→ EXERCISE PROMPT: Count how many lines in the data hold "debug". Only the number.

→ INPUT DATA:
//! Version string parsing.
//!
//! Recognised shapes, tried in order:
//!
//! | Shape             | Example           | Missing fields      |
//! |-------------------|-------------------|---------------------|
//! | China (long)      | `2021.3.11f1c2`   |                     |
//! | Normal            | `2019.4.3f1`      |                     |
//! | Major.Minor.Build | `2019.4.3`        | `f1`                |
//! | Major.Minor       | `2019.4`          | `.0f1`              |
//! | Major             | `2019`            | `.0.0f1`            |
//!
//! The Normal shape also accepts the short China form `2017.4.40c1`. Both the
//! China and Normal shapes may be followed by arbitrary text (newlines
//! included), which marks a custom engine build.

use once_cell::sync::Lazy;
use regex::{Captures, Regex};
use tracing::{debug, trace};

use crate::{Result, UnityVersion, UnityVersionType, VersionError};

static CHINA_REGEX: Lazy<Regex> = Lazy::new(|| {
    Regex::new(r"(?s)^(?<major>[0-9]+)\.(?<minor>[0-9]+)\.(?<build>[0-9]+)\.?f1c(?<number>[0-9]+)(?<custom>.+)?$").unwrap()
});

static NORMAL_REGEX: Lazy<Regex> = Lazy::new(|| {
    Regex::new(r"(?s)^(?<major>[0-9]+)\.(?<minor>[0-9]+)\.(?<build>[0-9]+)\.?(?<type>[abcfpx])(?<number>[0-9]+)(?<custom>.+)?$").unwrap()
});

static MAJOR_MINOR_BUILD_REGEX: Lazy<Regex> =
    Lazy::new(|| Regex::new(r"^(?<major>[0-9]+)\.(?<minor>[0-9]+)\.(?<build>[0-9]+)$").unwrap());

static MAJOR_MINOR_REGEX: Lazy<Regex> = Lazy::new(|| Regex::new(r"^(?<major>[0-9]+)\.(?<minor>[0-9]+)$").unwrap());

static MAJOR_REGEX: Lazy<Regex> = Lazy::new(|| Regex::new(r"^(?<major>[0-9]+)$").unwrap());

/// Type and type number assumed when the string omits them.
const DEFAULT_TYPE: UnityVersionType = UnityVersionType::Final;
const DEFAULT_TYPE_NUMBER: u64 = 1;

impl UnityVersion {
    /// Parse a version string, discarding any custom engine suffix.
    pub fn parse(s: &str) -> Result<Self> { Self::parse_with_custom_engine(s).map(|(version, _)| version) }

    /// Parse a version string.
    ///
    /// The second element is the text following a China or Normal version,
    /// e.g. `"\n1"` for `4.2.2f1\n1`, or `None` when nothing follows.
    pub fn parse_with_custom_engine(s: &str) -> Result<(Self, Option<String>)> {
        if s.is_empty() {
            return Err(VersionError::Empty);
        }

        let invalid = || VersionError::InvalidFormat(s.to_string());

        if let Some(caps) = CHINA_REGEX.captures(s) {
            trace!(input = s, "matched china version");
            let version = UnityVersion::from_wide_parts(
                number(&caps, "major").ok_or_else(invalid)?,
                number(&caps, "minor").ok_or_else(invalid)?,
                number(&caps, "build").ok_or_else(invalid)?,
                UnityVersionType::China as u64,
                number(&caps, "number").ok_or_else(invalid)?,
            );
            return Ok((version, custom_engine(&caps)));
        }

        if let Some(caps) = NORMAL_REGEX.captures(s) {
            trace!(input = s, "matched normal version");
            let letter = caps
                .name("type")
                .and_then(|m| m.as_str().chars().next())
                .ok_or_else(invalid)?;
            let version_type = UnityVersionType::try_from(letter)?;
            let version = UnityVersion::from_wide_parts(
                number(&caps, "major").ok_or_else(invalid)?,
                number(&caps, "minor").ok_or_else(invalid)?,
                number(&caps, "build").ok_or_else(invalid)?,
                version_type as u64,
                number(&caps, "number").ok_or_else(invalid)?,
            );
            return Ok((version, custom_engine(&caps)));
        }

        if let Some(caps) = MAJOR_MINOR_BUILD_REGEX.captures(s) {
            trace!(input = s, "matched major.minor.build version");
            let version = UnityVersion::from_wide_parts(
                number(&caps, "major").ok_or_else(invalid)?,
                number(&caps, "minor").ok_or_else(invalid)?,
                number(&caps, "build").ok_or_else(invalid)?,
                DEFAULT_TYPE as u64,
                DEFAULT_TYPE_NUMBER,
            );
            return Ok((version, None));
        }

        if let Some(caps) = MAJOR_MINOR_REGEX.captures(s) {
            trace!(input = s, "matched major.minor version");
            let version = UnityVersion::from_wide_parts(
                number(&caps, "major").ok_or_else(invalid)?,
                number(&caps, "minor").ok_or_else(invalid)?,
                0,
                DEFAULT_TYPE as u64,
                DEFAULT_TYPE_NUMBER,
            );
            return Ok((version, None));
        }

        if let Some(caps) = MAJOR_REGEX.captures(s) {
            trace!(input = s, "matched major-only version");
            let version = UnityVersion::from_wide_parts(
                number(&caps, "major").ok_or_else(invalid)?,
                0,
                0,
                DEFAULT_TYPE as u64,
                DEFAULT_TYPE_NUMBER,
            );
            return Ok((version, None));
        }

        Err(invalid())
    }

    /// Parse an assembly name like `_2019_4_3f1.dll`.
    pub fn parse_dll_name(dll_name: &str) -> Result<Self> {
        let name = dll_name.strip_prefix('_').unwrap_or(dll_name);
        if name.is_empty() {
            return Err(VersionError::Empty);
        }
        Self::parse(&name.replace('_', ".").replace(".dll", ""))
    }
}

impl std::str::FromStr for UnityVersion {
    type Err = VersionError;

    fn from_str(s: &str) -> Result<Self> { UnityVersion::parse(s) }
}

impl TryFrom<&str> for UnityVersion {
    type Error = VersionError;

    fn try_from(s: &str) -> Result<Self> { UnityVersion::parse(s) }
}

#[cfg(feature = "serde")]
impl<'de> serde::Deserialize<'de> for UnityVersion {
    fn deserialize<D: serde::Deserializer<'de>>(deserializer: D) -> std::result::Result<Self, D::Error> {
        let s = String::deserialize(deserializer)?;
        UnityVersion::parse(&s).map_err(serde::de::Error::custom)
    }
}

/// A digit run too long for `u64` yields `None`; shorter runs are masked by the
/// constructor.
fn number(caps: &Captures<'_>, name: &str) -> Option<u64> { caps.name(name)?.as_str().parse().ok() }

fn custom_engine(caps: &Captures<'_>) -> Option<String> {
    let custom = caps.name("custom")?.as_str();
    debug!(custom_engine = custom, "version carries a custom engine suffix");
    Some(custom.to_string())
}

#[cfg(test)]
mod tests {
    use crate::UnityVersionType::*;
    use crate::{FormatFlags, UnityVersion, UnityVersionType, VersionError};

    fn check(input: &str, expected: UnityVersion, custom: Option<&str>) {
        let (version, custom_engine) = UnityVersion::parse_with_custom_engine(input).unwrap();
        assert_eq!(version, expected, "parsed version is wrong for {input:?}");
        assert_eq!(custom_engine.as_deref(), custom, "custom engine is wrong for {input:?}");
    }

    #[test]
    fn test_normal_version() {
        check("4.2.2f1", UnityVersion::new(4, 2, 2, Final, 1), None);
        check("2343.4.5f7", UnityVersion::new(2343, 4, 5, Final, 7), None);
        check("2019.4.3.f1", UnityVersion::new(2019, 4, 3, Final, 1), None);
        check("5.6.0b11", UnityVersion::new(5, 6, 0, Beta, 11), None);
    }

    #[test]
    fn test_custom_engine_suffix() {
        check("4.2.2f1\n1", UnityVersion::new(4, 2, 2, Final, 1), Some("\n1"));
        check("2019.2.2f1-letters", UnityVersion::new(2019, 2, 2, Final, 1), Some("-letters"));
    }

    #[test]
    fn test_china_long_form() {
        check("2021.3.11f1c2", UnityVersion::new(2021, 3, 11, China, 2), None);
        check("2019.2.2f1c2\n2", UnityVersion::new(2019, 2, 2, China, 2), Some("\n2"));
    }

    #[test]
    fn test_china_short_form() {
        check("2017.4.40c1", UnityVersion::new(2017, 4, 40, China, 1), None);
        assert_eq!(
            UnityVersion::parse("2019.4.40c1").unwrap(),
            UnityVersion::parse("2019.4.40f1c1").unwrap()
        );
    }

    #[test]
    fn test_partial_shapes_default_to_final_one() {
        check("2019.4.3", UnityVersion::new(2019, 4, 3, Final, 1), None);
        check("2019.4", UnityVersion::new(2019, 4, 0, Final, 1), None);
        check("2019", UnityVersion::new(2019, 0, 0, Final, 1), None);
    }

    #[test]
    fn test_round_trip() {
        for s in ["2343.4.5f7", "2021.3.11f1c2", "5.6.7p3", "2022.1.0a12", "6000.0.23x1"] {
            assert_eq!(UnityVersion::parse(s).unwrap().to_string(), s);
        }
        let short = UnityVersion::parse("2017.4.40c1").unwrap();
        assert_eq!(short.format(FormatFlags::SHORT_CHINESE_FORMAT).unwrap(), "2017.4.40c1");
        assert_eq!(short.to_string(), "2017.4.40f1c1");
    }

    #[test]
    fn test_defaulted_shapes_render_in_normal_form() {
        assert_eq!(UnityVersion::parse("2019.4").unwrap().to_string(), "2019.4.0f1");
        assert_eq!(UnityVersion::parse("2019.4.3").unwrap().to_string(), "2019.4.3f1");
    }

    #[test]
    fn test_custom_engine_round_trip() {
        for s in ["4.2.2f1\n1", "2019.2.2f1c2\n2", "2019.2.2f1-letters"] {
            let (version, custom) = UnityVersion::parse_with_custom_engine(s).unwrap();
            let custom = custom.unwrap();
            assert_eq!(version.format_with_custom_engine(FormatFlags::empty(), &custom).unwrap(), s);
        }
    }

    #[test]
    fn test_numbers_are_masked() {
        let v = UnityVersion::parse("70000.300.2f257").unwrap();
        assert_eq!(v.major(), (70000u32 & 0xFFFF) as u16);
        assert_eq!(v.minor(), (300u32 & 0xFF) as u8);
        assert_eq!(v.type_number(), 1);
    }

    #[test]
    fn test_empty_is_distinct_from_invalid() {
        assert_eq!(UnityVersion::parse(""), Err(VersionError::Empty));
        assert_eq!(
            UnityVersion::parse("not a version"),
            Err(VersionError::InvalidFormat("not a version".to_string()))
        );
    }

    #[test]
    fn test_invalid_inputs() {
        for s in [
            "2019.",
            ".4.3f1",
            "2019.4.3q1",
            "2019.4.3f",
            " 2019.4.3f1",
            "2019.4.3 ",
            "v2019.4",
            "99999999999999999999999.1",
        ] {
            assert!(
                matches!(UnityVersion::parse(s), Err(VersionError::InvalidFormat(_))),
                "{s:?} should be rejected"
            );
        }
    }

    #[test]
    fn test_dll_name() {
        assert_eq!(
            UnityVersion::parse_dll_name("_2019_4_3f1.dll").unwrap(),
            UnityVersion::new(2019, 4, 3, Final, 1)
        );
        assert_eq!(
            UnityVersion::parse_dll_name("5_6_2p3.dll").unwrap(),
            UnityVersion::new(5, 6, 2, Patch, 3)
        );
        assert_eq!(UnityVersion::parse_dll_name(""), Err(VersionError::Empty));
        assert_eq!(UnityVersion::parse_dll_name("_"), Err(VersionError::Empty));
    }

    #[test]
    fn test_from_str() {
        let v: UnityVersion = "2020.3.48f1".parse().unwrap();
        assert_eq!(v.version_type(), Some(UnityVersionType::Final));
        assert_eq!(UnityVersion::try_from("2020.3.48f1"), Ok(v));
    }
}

→ WRITTEN ANSWER: 2